Initially, attorneys for the suspect told police that he was just walking down the street when Officer Battipaglia suddenly hit him over the head with his department-issued baton (espantoon), knocking him to the ground.

However, the officer’s bodycam told a very different story, and showed that several suspects were fleeing from police.

The officer’s bodycam began just as he got out of his vehicle, and showed he had an espantoon in his right hand.

The video showed that a group of men standing on the corner began running away even before Officer Battipaglia got out of his car.

In the video, the officer chased a man wearing a dark hooded sweatshirt through a parking lot.

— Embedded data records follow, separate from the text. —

//! Application state for the HTTP server.

use std::sync::Arc;

use crate::db::repository::BookingRepository;

/// Shared application state passed to all handlers.
#[derive(Clone)]
pub struct AppState {
    /// Repository instance for database operations
    pub repository: Arc<dyn BookingRepository>,
}

impl AppState {
    /// Create a new application state with the given repository.
    pub fn new(repository: Arc<dyn BookingRepository>) -> Self {
        Self { repository }
    }
}
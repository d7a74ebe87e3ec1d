//! # Service Compare Backend
//!
//! Side-by-side booking comparison for two services.
//!
//! Given two service ids, the crate counts each service's bookings in the
//! `completed`, `ongoing` and `upcoming` states, split into organic
//! (marketing source mentions Instagram) and non-organic, computes the
//! pairwise differences and resolves each service owner's username. Results
//! are served as an HTML dashboard and as JSON through Axum.
//!
//! ## Architecture
//!
//! - [`api`]: identifiers and result types shared by every layer
//! - [`db`]: repository pattern, query executor, connection providers and configuration
//! - [`services`]: aggregation, owner resolution and the comparison report
//! - [`http`]: Axum-based HTTP server, HTML rendering and JSON endpoints
//! - [`models`]: shared macros
//!
//! ## Connection model
//!
//! Every statement opens a fresh database connection through a
//! [`db::ConnectionProvider`], either straight to the database host or
//! through an SSH port forward owned by [`db::TunnelProvider`].

// Allow large error types - RepositoryError contains rich context for debugging
#![allow(clippy::result_large_err)]

pub mod api;

pub mod db;
pub mod models;

pub mod services;

#[cfg(feature = "http-server")]
pub mod http;

#[cfg(test)]
mod api_tests;
pub mod macros;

The fleeing man ran up to a black sedan that was leaving the parking lot, and then suddenly turned and fled in the opposite direction.

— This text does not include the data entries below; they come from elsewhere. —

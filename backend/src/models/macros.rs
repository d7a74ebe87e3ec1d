/// Defines a newtype ID wrapper around an integer-like scalar (typically `i64`)
/// and generates:
/// - derives (Debug, Copy, Clone, PartialEq, Eq, PartialOrd, Ord, Hash, Serialize, Deserialize)
/// - `Display`
/// - `From<$inner> for $name` and `From<$name> for $inner`
/// - `new`, `value` and `positive` (rejects zero and negative values)
///
/// Usage:
///   define_id_type!(i64, ServiceId);
#[macro_export]
macro_rules! define_id_type {
    ($inner:ty, $name:ident) => {
        #[derive(
            Debug,
            Copy,
            Clone,
            PartialEq,
            Eq,
            PartialOrd,
            Ord,
            Hash,
            serde::Serialize,
            serde::Deserialize,
        )]
        pub struct $name(pub $inner);

        impl ::std::fmt::Display for $name {
            fn fmt(&self, f: &mut ::std::fmt::Formatter<'_>) -> ::std::fmt::Result {
                ::std::write!(f, "{}", self.0)
            }
        }

        impl ::std::convert::From<$inner> for $name {
            fn from(v: $inner) -> Self {
                $name(v)
            }
        }

        impl ::std::convert::From<$name> for $inner {
            fn from(v: $name) -> Self {
                v.0
            }
        }

        impl $name {
            pub fn new(value: $inner) -> Self {
                $name(value)
            }

            pub fn value(&self) -> $inner {
                self.0
            }

            /// Build an id from user input, rejecting values that cannot be a primary key.
            pub fn positive(value: $inner) -> ::std::result::Result<Self, ::std::string::String> {
                if value > 0 {
                    Ok($name(value))
                } else {
                    Err(::std::format!(
                        "{} must be a positive integer, got {}",
                        ::std::stringify!($name),
                        value
                    ))
                }
            }
        }
    };
}
//! Repository configuration file support.
//!
//! Reads `repository.toml`:
//!
//! ```toml
//! [repository]
//! type = "postgres"
//!
//! [database]
//! host = "db.internal"
//! name = "bookings"
//! user = "reader"
//! mode = "tunnel"
//!
//! [tunnel]
//! ssh_host = "bastion.example.com"
//! key_path = "~/.ssh/bastion.pem"
//! ```

use serde::{Deserialize, Serialize};
use std::fs;
use std::path::{Path, PathBuf};
use std::str::FromStr;

use super::config::{
    DatabaseSettings, DbMode, TunnelSettings, DEFAULT_DB_PORT, DEFAULT_SSH_BINARY,
    DEFAULT_SSH_PORT, DEFAULT_SSH_USER, DEFAULT_TUNNEL_READY_TIMEOUT_SEC,
};
use super::factory::RepositoryType;
use super::repository::{ErrorContext, RepositoryError, RepositoryResult};

/// Repository configuration from file.
#[derive(Debug, Clone, Serialize, Deserialize)]
pub struct RepositoryConfig {
    pub repository: RepositorySection,
    #[serde(default)]
    pub database: Option<DatabaseSection>,
    #[serde(default)]
    pub tunnel: Option<TunnelSection>,
}

/// Repository type settings.
#[derive(Debug, Clone, Serialize, Deserialize)]
pub struct RepositorySection {
    #[serde(rename = "type")]
    pub repo_type: String,
}

/// `[database]` table.
#[derive(Debug, Clone, Serialize, Deserialize)]
pub struct DatabaseSection {
    pub host: String,
    #[serde(default = "default_db_port")]
    pub port: u16,
    pub name: String,
    pub user: String,
    #[serde(default)]
    pub password: String,
    #[serde(default)]
    pub connect_timeout: Option<u64>,
    #[serde(default = "default_mode")]
    pub mode: String,
}

/// `[tunnel]` table, read when `database.mode` is `tunnel`.
#[derive(Debug, Clone, Serialize, Deserialize)]
pub struct TunnelSection {
    pub ssh_host: String,
    #[serde(default = "default_ssh_port")]
    pub ssh_port: u16,
    #[serde(default = "default_ssh_user")]
    pub ssh_user: String,
    #[serde(default)]
    pub key_path: Option<PathBuf>,
    /// Defaults to `database.host`
    #[serde(default)]
    pub remote_host: Option<String>,
    #[serde(default = "default_db_port")]
    pub remote_port: u16,
    #[serde(default = "default_ssh_binary")]
    pub ssh_binary: String,
    #[serde(default = "default_ready_timeout")]
    pub ready_timeout: u64,
}

fn default_db_port() -> u16 {
    DEFAULT_DB_PORT
}

fn default_mode() -> String {
    "direct".to_string()
}

fn default_ssh_port() -> u16 {
    DEFAULT_SSH_PORT
}

fn default_ssh_user() -> String {
    DEFAULT_SSH_USER.to_string()
}

fn default_ssh_binary() -> String {
    DEFAULT_SSH_BINARY.to_string()
}

fn default_ready_timeout() -> u64 {
    DEFAULT_TUNNEL_READY_TIMEOUT_SEC
}

fn config_error(message: impl Into<String>) -> RepositoryError {
    RepositoryError::configuration_with_context(
        message,
        ErrorContext::new("load_config").with_entity("repository.toml"),
    )
}

impl RepositoryConfig {
    /// Load repository configuration from a TOML file.
    pub fn from_file<P: AsRef<Path>>(path: P) -> RepositoryResult<Self> {
        let content = fs::read_to_string(path.as_ref())
            .map_err(|e| config_error(format!("Failed to read config file: {}", e)))?;

        Self::from_toml_str(&content)
    }

    pub fn from_toml_str(content: &str) -> RepositoryResult<Self> {
        toml::from_str(content)
            .map_err(|e| config_error(format!("Failed to parse config file: {}", e)))
    }

    /// Load repository configuration from the default location.
    ///
    /// Searches for `repository.toml` in:
    /// 1. Current directory
    /// 2. `backend/` directory
    /// 3. Parent directory
    pub fn from_default_location() -> RepositoryResult<Self> {
        match Self::find_default_file() {
            Some(path) => Self::from_file(&path),
            None => Err(config_error("No repository.toml found in standard locations")),
        }
    }

    /// First existing `repository.toml` among the standard locations.
    pub fn find_default_file() -> Option<PathBuf> {
        [
            "repository.toml",
            "backend/repository.toml",
            "../repository.toml",
        ]
        .iter()
        .map(PathBuf::from)
        .find(|path| path.exists())
    }

    pub fn repository_type(&self) -> RepositoryResult<RepositoryType> {
        RepositoryType::from_str(&self.repository.repo_type)
            .map_err(|e| config_error(format!("Invalid repository type: {}", e)))
    }

    /// Database settings for a Postgres configuration, `None` for local.
    pub fn to_database_settings(&self) -> RepositoryResult<Option<DatabaseSettings>> {
        if self.repository_type()? != RepositoryType::Postgres {
            return Ok(None);
        }

        let db = self.database.as_ref().ok_or_else(|| {
            config_error("Postgres repository requires a [database] table")
        })?;
        let mode = DbMode::from_str(&db.mode).map_err(config_error)?;

        let tunnel = match mode {
            DbMode::Direct => None,
            DbMode::Tunnel => {
                let section = self.tunnel.as_ref().ok_or_else(|| {
                    config_error("database.mode = \"tunnel\" requires a [tunnel] table")
                })?;
                Some(TunnelSettings {
                    ssh_host: section.ssh_host.clone(),
                    ssh_port: section.ssh_port,
                    ssh_user: section.ssh_user.clone(),
                    key_path: section.key_path.clone(),
                    remote_host: section
                        .remote_host
                        .clone()
                        .unwrap_or_else(|| db.host.clone()),
                    remote_port: section.remote_port,
                    ssh_binary: section.ssh_binary.clone(),
                    ready_timeout_sec: section.ready_timeout,
                })
            }
        };

        Ok(Some(DatabaseSettings {
            host: db.host.clone(),
            port: db.port,
            name: db.name.clone(),
            user: db.user.clone(),
            password: db.password.clone(),
            connect_timeout_sec: db.connect_timeout,
            mode,
            tunnel,
        }))
    }
}
#[cfg(test)]
mod tests {
    use crate::api::{
        owner_display, BookingCounts, ComparisonResult, CountDiff, DiffIndicator,
        ServiceBookingCounts, ServiceComparison, ServiceId, ServiceSummary, Username,
        USERNAME_PLACEHOLDER,
    };

    fn summary(id: i64, owner: &str, organic: u64, non_organic: u64) -> ServiceSummary {
        ServiceSummary {
            service_id: ServiceId::new(id),
            owner: Username::from_display_name(Some(owner.to_string())),
            counts: BookingCounts::new(organic, non_organic),
        }
    }

    #[test]
    fn test_service_id_new() {
        let id = ServiceId::new(42);
        assert_eq!(id.value(), 42);
        assert_eq!(id.to_string(), "42");
    }

    #[test]
    fn test_service_id_positive() {
        assert_eq!(ServiceId::positive(7).unwrap(), ServiceId(7));
        assert!(ServiceId::positive(0).is_err());
        let err = ServiceId::positive(-3).unwrap_err();
        assert!(err.contains("ServiceId"));
        assert!(err.contains("-3"));
    }

    #[test]
    fn test_booking_counts_new_sums_total() {
        let counts = BookingCounts::new(2, 1);
        assert_eq!(counts.total, 3);
        assert!(!counts.is_zero());
        assert!(BookingCounts::zero().is_zero());
    }

    #[test]
    fn test_comparison_result_fills_missing_ids() {
        let rows = vec![ServiceBookingCounts {
            service_id: ServiceId(101),
            counts: BookingCounts::new(2, 1),
        }];
        let result = ComparisonResult::from_rows(&[ServiceId(101), ServiceId(202)], rows);

        assert_eq!(result.len(), 2);
        assert_eq!(result.counts_for(ServiceId(101)), BookingCounts::new(2, 1));
        assert_eq!(result.get(ServiceId(202)), Some(&BookingCounts::zero()));
    }

    #[test]
    fn test_comparison_result_ignores_unrequested_rows() {
        let rows = vec![ServiceBookingCounts {
            service_id: ServiceId(999),
            counts: BookingCounts::new(5, 5),
        }];
        let result = ComparisonResult::from_rows(&[ServiceId(1), ServiceId(2)], rows);

        assert_eq!(result.len(), 2);
        assert!(result.get(ServiceId(999)).is_none());
    }

    #[test]
    fn test_comparison_result_serializes_as_map() {
        let result = ComparisonResult::from_rows(&[ServiceId(1), ServiceId(2)], vec![]);
        let json = serde_json::to_value(&result).unwrap();
        assert_eq!(json["1"]["total"], 0);
        assert_eq!(json["2"]["non_organic"], 0);
    }

    #[test]
    fn test_username_placeholder_for_blank_names() {
        assert!(Username::from_display_name(None).is_placeholder());
        assert!(Username::from_display_name(Some(String::new())).is_placeholder());
        assert_eq!(Username::placeholder().as_str(), USERNAME_PLACEHOLDER);

        let name = Username::from_display_name(Some("alice".to_string()));
        assert_eq!(name.as_str(), "alice");
        assert!(!name.is_placeholder());
    }

    #[test]
    fn test_whitespace_username_is_kept() {
        let name = Username::from_display_name(Some(" ".to_string()));
        assert_eq!(name.as_str(), " ");
        assert!(!name.is_placeholder());
    }

    #[test]
    fn test_count_diff_saturates_at_i64_bounds() {
        let diff = CountDiff::between(u64::MAX, 0);
        assert_eq!(diff.value, i64::MAX);
        assert_eq!(diff.indicator, DiffIndicator::FirstAhead);

        let diff = CountDiff::between(0, u64::MAX);
        assert_eq!(diff.value, i64::MIN);
        assert_eq!(diff.indicator, DiffIndicator::SecondAhead);

        let diff = CountDiff::between(u64::MAX, u64::MAX - 3);
        assert_eq!(diff.value, 3);
    }

    #[test]
    fn test_count_diff_first_ahead() {
        let diff = CountDiff::between(10, 4);
        assert_eq!(diff.value, 6);
        assert_eq!(diff.indicator, DiffIndicator::FirstAhead);
    }

    #[test]
    fn test_count_diff_second_ahead() {
        let diff = CountDiff::between(4, 10);
        assert_eq!(diff.value, -6);
        assert_eq!(diff.indicator, DiffIndicator::SecondAhead);
    }

    #[test]
    fn test_count_diff_even() {
        let diff = CountDiff::between(7, 7);
        assert_eq!(diff.value, 0);
        assert_eq!(diff.indicator, DiffIndicator::Even);
    }

    #[test]
    fn test_diff_indicator_serialization() {
        let json = serde_json::to_string(&DiffIndicator::FirstAhead).unwrap();
        assert_eq!(json, "\"first_ahead\"");
        let json = serde_json::to_string(&DiffIndicator::SecondAhead).unwrap();
        assert_eq!(json, "\"second_ahead\"");
    }

    #[test]
    fn test_owner_display_collapses_shared_owner() {
        let alice = Username::from_display_name(Some("alice".to_string()));
        let bob = Username::from_display_name(Some("bob".to_string()));

        assert_eq!(owner_display(&alice, &alice), "alice");
        assert_eq!(owner_display(&alice, &bob), "alice / bob");
        assert_eq!(
            owner_display(&Username::placeholder(), &Username::placeholder()),
            USERNAME_PLACEHOLDER
        );
    }

    #[test]
    fn test_service_comparison_diffs() {
        let comparison = ServiceComparison::new(summary(101, "alice", 2, 1), summary(202, "bob", 0, 0));

        assert_eq!(comparison.organic_diff.value, 2);
        assert_eq!(comparison.non_organic_diff.value, 1);
        assert_eq!(comparison.organic_diff.indicator, DiffIndicator::FirstAhead);
        assert_eq!(comparison.owner_display, "alice / bob");
    }
}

In the video, it appeared that the suspect, later identified as Carr, turned and ran back toward Officer Battipaglia, and that’s when he was struck by the officer’s espantoon.

Both men were moving at full speed, and the officer said that the collision was unintentional.

Carr dropped to the ground when he was hit, and the officer stopped a couple of steps later and turned around, as if to see what had happened.

In the video, it looked as though Officer Battipaglia walked over to Carr and bent down to check on him.

When his sergeant arrived on the scene, the officer explained what had happened, and his sergeant told him to stop talking and head back to the station, according to WBFF.

Four months later, Maryland State’s Attorney Marilyn Mosby pursued an indictment against Officer Battipaglia, a five year veteran of the Baltimore police force.

Marilyn Mosby is known for being the prosecutor who charged six Baltimore officers for the death of Freddie Gray. Without waiting for an investigation to be completed, or reviewing all of the details of the case, she quickly brought charges on all officers involved in the arrest, and had them arrested when there was no apparent probable cause for their arrest.

All officers were later acquitted or had charges dropped when it was clear that Mosby lacked evidence that the officers had committed any crimes.

Mosby’s office has only secured convictions in only 17% of their trials.

Following charges being brought, Officer Battipaglia was suspended without pay and initially also charged with misconduct in office, the Baltimore Sun reported.

Despite the charges against the officer, the prosecutors continued to charge Carr with gun possession.

This indicates that prosecutors acknowledge that Officer Battipaglia had a lawful reason to detain and arrest Carr.

Carr entered an Alford plea on the gun possession charge, WBFF reported. An Alford plea means that the defendant does not admit guilt, but acknowledges the prosecution has enough evidence to prove guilt beyond a reasonable doubt.

After rendering the verdict on Oct. 11, Judge Dana Middleton questioned the prosecution’s decision not to put Carr on the stand during the trial.

WBFF tweeted that the judge said it was difficult to tell whether he had suffered any permanent injuries without seeing him in person.